### Extracted entries

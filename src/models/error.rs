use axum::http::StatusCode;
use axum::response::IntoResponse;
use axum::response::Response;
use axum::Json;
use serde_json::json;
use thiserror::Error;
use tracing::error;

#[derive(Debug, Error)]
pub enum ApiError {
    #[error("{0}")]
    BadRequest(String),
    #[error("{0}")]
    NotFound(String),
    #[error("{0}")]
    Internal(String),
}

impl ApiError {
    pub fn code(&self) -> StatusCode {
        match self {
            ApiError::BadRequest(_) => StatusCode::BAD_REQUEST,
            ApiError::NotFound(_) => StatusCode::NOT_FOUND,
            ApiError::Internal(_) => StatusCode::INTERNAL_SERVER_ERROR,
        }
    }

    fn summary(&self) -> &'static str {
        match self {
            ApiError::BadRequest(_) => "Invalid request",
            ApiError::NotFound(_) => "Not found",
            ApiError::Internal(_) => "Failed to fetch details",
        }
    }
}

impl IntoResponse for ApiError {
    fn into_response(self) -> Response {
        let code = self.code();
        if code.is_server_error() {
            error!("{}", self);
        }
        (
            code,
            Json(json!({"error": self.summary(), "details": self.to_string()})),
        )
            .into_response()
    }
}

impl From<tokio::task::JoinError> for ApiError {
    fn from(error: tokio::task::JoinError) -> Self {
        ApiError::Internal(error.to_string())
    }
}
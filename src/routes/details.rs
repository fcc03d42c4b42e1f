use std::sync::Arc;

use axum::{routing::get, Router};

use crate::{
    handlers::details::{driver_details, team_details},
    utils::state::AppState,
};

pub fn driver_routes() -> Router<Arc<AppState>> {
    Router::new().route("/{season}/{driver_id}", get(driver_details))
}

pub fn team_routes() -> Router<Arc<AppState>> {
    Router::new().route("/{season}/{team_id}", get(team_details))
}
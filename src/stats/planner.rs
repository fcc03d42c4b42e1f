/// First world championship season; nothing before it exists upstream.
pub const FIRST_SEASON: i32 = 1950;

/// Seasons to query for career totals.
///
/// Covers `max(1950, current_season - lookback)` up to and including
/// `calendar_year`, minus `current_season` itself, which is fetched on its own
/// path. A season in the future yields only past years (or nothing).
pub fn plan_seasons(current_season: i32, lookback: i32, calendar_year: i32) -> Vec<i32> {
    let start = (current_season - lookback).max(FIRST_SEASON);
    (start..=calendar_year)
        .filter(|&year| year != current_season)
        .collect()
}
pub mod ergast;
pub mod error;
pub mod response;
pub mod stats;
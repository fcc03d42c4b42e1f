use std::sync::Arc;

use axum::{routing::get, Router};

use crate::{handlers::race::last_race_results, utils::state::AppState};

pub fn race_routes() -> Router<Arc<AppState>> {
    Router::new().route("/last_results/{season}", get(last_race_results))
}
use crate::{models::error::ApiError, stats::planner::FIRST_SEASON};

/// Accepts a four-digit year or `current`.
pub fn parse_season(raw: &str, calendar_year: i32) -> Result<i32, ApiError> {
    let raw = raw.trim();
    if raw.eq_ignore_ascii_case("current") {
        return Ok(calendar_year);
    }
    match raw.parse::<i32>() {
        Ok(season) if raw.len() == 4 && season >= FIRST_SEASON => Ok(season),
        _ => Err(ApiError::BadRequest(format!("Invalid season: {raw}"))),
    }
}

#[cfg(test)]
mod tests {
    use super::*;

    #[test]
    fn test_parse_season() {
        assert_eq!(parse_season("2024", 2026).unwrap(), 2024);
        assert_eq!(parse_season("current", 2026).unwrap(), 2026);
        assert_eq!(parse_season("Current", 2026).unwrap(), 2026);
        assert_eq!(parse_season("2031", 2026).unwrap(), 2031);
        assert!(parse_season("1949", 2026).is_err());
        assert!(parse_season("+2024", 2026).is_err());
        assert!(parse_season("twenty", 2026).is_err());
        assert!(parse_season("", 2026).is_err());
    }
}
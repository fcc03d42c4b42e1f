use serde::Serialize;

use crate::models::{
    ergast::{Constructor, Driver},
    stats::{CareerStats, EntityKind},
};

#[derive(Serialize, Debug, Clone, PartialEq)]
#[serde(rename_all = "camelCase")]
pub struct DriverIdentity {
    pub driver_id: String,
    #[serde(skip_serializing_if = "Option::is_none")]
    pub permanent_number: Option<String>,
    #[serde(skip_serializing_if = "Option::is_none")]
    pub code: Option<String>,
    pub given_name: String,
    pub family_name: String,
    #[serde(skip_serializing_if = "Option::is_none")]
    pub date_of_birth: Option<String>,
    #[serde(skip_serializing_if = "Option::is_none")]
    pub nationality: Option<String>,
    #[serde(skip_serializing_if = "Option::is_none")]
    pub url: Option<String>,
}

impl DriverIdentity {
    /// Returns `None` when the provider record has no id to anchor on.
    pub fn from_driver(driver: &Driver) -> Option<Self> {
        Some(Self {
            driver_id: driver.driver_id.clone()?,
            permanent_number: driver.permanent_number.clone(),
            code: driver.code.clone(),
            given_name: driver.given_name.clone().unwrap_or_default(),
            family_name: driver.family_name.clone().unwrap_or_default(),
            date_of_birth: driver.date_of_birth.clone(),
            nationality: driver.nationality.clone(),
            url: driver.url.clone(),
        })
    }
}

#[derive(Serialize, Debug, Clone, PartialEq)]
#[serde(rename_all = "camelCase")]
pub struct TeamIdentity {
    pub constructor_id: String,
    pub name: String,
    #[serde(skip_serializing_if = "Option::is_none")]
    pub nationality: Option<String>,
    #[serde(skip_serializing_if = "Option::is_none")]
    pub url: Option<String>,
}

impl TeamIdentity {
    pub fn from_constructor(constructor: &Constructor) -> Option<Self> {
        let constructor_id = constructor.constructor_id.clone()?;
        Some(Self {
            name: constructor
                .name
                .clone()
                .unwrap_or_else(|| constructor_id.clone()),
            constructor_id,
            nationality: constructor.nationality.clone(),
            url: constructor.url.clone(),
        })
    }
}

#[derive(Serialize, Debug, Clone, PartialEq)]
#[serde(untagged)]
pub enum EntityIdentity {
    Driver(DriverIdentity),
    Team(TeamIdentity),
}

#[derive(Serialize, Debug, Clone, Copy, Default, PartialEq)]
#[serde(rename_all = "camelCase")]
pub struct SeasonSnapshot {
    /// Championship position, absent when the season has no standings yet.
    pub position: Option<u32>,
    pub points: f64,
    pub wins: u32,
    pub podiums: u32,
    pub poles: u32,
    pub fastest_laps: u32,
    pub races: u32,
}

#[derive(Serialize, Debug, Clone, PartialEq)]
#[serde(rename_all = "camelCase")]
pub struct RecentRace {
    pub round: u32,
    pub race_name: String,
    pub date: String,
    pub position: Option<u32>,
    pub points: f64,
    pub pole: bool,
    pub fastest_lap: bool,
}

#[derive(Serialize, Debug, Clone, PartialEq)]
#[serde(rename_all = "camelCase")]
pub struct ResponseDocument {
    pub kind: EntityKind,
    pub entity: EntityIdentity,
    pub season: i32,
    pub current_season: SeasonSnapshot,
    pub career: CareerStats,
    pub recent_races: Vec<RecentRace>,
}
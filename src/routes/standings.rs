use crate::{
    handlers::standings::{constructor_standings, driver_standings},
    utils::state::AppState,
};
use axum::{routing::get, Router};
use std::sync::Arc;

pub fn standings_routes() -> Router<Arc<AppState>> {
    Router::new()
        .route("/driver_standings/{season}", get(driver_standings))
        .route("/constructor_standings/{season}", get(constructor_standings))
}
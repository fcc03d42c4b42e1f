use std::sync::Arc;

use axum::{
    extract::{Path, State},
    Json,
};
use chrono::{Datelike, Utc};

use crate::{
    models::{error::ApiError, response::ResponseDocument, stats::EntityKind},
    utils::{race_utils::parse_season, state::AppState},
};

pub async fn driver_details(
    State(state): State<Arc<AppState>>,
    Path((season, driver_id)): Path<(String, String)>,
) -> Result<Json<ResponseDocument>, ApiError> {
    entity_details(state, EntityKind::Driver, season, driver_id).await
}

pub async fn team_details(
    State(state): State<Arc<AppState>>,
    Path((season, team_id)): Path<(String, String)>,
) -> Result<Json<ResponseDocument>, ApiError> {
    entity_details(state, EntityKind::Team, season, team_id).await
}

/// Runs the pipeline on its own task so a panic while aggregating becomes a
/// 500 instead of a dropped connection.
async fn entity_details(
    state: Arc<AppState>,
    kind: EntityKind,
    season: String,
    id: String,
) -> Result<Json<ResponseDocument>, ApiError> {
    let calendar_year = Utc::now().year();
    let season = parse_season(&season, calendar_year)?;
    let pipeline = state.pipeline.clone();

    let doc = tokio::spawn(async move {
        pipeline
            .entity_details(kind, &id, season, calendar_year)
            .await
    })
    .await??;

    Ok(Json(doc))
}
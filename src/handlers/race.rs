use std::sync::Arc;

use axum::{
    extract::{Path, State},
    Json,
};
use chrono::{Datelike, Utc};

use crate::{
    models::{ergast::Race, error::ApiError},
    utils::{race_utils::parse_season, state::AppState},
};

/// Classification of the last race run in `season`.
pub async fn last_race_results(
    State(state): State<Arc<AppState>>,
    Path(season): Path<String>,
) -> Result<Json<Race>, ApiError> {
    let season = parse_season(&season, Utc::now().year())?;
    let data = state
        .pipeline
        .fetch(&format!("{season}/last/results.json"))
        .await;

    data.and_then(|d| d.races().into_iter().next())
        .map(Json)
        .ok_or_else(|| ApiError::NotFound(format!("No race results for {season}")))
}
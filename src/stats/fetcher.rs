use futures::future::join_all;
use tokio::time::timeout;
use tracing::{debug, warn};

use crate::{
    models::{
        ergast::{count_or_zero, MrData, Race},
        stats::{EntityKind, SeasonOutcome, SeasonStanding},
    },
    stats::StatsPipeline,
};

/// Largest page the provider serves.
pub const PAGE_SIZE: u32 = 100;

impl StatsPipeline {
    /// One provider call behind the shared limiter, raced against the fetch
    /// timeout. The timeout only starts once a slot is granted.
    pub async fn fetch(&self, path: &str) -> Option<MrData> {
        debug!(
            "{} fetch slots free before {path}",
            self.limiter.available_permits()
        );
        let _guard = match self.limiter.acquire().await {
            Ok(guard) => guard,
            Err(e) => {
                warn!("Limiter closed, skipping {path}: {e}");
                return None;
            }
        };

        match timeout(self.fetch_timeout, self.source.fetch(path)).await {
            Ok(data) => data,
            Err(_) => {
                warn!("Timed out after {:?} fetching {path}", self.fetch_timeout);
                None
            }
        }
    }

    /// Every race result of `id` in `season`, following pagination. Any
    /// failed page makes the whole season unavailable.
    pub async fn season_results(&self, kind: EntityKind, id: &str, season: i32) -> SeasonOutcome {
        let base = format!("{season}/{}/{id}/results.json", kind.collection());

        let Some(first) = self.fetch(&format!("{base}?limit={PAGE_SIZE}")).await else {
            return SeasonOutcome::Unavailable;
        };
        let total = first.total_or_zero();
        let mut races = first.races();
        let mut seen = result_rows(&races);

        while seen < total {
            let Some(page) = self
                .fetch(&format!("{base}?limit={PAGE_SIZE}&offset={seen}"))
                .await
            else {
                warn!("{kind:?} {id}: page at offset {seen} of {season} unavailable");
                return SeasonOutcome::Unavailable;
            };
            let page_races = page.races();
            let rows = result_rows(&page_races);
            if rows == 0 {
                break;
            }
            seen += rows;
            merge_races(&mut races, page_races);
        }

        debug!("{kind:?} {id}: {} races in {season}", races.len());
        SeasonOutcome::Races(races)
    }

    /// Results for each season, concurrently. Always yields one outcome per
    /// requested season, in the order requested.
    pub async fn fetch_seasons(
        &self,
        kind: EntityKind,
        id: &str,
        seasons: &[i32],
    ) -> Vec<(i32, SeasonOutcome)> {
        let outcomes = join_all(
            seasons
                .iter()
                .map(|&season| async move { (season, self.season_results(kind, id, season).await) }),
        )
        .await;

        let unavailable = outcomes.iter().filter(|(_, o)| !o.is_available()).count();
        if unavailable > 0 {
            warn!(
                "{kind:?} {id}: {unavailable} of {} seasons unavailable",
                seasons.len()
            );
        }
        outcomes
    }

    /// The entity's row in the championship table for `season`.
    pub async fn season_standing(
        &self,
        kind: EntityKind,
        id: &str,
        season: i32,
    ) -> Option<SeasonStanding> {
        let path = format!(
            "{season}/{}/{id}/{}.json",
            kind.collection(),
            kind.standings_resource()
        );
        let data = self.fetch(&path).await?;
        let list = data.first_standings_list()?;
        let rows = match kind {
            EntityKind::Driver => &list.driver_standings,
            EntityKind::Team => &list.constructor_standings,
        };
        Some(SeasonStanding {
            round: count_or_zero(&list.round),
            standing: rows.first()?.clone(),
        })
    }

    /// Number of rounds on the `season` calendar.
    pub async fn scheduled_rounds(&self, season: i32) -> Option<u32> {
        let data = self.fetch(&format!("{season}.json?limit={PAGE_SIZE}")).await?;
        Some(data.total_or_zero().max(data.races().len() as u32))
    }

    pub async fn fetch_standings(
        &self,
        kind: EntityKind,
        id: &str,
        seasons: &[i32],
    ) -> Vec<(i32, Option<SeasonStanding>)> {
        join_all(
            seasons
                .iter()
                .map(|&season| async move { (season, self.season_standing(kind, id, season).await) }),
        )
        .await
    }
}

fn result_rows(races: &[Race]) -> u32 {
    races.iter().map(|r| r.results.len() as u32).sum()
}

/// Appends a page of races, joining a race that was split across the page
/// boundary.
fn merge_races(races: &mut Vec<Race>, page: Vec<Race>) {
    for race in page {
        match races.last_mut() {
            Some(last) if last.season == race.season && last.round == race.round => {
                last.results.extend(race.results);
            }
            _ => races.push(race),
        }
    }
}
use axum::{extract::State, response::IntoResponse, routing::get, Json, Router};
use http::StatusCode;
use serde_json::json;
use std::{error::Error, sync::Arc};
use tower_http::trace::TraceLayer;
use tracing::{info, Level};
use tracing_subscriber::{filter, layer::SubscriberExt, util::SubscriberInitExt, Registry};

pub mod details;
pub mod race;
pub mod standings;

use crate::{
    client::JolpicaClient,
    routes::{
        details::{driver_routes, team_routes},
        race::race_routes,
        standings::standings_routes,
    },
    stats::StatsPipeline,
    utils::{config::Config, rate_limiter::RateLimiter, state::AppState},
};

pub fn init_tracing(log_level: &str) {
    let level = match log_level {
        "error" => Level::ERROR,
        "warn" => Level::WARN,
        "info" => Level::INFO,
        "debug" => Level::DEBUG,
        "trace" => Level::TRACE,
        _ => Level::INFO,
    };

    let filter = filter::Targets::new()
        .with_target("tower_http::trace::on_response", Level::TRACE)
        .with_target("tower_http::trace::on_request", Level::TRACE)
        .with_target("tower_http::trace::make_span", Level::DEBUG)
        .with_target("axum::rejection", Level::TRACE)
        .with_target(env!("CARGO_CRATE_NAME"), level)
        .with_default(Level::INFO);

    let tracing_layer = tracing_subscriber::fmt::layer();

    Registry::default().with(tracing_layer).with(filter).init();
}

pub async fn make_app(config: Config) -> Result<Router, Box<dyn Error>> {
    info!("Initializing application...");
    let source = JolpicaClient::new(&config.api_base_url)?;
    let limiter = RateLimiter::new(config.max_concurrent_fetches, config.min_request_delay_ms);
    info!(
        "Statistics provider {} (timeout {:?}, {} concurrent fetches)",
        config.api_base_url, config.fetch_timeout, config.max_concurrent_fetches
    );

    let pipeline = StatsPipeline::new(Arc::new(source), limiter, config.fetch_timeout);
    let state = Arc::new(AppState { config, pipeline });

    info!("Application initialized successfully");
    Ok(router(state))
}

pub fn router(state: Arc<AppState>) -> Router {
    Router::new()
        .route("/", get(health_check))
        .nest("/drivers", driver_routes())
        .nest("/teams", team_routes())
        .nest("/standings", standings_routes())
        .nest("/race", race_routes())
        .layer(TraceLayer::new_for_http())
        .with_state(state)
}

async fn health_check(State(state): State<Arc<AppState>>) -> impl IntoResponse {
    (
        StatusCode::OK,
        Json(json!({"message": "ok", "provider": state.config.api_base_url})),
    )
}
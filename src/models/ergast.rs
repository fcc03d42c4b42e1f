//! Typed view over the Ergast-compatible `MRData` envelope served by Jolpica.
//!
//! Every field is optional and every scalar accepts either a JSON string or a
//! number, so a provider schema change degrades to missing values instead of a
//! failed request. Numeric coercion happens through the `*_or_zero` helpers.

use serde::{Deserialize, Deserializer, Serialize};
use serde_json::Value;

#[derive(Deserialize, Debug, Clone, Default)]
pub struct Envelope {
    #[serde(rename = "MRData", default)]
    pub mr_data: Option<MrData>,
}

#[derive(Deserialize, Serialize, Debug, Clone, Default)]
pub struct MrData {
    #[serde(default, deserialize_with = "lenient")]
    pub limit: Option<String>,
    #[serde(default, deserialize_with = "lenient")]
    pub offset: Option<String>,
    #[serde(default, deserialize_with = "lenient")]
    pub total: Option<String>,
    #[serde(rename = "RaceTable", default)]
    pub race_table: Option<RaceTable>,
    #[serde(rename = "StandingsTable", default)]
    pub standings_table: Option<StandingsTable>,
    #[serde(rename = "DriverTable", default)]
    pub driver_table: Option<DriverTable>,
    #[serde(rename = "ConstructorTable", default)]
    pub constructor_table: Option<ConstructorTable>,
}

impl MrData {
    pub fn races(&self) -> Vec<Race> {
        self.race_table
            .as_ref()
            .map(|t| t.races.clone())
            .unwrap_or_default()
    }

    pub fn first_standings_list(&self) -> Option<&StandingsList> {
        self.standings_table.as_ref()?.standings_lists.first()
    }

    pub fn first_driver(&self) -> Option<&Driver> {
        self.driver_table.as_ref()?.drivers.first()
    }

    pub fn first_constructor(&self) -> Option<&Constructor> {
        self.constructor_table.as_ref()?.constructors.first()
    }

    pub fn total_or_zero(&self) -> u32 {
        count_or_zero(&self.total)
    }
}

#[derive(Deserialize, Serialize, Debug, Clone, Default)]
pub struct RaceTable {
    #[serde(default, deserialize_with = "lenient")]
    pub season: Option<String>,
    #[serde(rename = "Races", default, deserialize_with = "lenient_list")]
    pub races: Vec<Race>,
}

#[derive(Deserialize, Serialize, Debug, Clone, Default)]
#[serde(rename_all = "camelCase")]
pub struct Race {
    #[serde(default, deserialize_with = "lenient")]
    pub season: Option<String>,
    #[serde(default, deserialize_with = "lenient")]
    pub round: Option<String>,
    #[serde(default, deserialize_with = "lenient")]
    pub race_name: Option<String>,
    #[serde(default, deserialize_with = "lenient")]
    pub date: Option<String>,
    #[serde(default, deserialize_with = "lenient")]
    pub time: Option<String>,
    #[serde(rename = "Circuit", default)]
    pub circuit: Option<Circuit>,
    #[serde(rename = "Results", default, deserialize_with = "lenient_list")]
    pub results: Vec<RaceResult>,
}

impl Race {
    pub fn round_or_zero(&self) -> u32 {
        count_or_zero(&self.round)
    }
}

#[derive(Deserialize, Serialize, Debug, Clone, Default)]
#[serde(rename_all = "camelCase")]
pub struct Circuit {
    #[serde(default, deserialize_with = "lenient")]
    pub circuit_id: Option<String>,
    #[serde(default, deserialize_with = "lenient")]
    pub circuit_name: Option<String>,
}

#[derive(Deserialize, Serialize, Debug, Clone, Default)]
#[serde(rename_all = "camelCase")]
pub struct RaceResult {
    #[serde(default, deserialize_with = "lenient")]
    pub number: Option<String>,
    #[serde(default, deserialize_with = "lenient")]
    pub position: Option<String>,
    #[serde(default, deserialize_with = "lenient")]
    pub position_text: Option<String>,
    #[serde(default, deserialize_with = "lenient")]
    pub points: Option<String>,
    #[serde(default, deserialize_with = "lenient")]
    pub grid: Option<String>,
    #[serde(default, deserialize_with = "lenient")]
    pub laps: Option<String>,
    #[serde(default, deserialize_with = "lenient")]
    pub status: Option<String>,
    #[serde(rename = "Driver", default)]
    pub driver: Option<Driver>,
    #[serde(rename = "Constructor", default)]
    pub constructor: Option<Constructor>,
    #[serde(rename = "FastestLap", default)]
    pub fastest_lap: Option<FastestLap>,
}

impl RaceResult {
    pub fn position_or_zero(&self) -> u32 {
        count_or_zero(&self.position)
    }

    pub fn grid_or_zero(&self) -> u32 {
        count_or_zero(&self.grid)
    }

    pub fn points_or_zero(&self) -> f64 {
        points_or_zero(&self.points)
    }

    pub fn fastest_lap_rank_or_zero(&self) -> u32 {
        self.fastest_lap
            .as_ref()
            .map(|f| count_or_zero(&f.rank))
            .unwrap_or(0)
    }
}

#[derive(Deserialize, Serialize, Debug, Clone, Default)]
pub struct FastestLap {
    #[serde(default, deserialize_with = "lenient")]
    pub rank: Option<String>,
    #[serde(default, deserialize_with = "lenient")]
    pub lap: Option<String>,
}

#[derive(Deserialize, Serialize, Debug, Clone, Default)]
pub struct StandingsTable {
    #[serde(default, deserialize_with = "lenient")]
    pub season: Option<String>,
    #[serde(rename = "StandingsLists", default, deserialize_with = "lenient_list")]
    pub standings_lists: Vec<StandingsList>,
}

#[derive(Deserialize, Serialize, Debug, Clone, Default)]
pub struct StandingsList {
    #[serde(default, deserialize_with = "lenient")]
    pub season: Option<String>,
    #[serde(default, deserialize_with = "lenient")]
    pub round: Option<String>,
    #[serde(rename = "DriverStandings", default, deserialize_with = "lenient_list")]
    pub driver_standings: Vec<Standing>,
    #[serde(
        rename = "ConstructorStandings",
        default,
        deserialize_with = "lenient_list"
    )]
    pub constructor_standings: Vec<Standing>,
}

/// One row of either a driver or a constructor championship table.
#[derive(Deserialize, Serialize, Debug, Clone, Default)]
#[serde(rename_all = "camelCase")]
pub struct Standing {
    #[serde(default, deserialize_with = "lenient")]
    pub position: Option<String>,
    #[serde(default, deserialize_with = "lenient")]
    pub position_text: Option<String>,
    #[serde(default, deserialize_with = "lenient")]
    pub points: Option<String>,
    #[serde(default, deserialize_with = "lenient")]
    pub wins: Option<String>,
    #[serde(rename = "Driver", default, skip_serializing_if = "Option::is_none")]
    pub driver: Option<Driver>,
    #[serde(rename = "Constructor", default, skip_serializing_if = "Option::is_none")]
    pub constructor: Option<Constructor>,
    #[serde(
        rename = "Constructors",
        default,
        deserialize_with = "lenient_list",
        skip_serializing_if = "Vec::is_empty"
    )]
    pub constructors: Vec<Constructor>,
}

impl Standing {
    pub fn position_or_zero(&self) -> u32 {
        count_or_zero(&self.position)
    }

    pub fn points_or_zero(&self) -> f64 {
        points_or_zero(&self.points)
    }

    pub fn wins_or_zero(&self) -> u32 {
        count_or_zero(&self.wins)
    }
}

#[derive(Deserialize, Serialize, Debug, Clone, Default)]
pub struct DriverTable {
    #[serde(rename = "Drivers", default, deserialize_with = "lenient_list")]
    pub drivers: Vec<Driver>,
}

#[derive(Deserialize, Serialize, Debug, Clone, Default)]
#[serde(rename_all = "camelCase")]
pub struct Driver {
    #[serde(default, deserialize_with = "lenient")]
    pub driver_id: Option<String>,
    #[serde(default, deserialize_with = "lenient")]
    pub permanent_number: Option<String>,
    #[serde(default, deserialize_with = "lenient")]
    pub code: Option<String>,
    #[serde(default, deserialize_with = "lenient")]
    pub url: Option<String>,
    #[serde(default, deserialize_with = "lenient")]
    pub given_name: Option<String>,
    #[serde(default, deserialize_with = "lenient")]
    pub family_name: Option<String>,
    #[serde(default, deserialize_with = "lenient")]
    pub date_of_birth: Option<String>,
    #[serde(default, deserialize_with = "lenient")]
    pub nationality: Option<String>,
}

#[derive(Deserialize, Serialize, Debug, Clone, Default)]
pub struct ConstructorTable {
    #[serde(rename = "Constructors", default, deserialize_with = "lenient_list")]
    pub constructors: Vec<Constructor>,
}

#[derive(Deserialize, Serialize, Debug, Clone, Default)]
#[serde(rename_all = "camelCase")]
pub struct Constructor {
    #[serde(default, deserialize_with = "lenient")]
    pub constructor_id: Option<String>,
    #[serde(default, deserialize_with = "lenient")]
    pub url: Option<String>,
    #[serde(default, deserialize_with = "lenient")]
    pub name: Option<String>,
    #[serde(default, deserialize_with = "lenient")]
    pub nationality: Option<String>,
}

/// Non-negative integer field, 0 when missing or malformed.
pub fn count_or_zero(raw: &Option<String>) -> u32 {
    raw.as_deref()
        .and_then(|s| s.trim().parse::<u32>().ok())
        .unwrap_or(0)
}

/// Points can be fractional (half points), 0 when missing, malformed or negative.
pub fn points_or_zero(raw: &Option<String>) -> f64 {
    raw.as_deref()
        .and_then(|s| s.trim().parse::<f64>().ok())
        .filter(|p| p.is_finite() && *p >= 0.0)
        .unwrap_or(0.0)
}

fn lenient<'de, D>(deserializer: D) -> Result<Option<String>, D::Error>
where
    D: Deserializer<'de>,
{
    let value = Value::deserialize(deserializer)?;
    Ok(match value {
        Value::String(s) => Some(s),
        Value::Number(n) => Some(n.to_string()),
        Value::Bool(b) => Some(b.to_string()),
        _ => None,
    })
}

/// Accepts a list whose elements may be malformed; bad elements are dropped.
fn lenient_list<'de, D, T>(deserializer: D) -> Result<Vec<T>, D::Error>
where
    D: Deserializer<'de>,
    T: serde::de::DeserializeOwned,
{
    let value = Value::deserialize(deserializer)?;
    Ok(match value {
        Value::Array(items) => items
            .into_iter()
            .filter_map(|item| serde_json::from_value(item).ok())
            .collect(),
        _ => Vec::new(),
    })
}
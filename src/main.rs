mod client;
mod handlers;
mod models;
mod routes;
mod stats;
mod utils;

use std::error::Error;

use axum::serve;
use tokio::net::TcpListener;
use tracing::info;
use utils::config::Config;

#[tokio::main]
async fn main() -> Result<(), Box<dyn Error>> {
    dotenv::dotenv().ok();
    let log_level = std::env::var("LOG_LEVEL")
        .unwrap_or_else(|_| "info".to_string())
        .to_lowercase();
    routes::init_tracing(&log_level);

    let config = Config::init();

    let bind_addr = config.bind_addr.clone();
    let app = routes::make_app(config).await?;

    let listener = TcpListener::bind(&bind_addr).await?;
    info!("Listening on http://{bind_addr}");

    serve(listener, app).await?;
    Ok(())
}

######

What you will do | Taking the records from the top, repeat each line exactly until you have repeated the line that contains "pub fn team_routes()".

Output |
filename src/models/error.rs
use axum::http::StatusCode;
use axum::response::IntoResponse;
use axum::response::Response;
use axum::Json;
use serde_json::json;
use thiserror::Error;
use tracing::error;

#[derive(Debug, Error)]
pub enum ApiError {
    #[error("{0}")]
    BadRequest(String),
    #[error("{0}")]
    NotFound(String),
    #[error("{0}")]
    Internal(String),
}

impl ApiError {
    pub fn code(&self) -> StatusCode {
        match self {
            ApiError::BadRequest(_) => StatusCode::BAD_REQUEST,
            ApiError::NotFound(_) => StatusCode::NOT_FOUND,
            ApiError::Internal(_) => StatusCode::INTERNAL_SERVER_ERROR,
        }
    }

    fn summary(&self) -> &'static str {
        match self {
            ApiError::BadRequest(_) => "Invalid request",
            ApiError::NotFound(_) => "Not found",
            ApiError::Internal(_) => "Failed to fetch details",
        }
    }
}

impl IntoResponse for ApiError {
    fn into_response(self) -> Response {
        let code = self.code();
        if code.is_server_error() {
            error!("{}", self);
        }
        (
            code,
            Json(json!({"error": self.summary(), "details": self.to_string()})),
        )
            .into_response()
    }
}

impl From<tokio::task::JoinError> for ApiError {
    fn from(error: tokio::task::JoinError) -> Self {
        ApiError::Internal(error.to_string())
    }
}
filename src/routes/details.rs
repository fcc03d42c4b42e1f
use std::sync::Arc;

use axum::{routing::get, Router};

use crate::{
    handlers::details::{driver_details, team_details},
    utils::state::AppState,
};

pub fn driver_routes() -> Router<Arc<AppState>> {
    Router::new().route("/{season}/{driver_id}", get(driver_details))
}

pub fn team_routes() -> Router<Arc<AppState>> {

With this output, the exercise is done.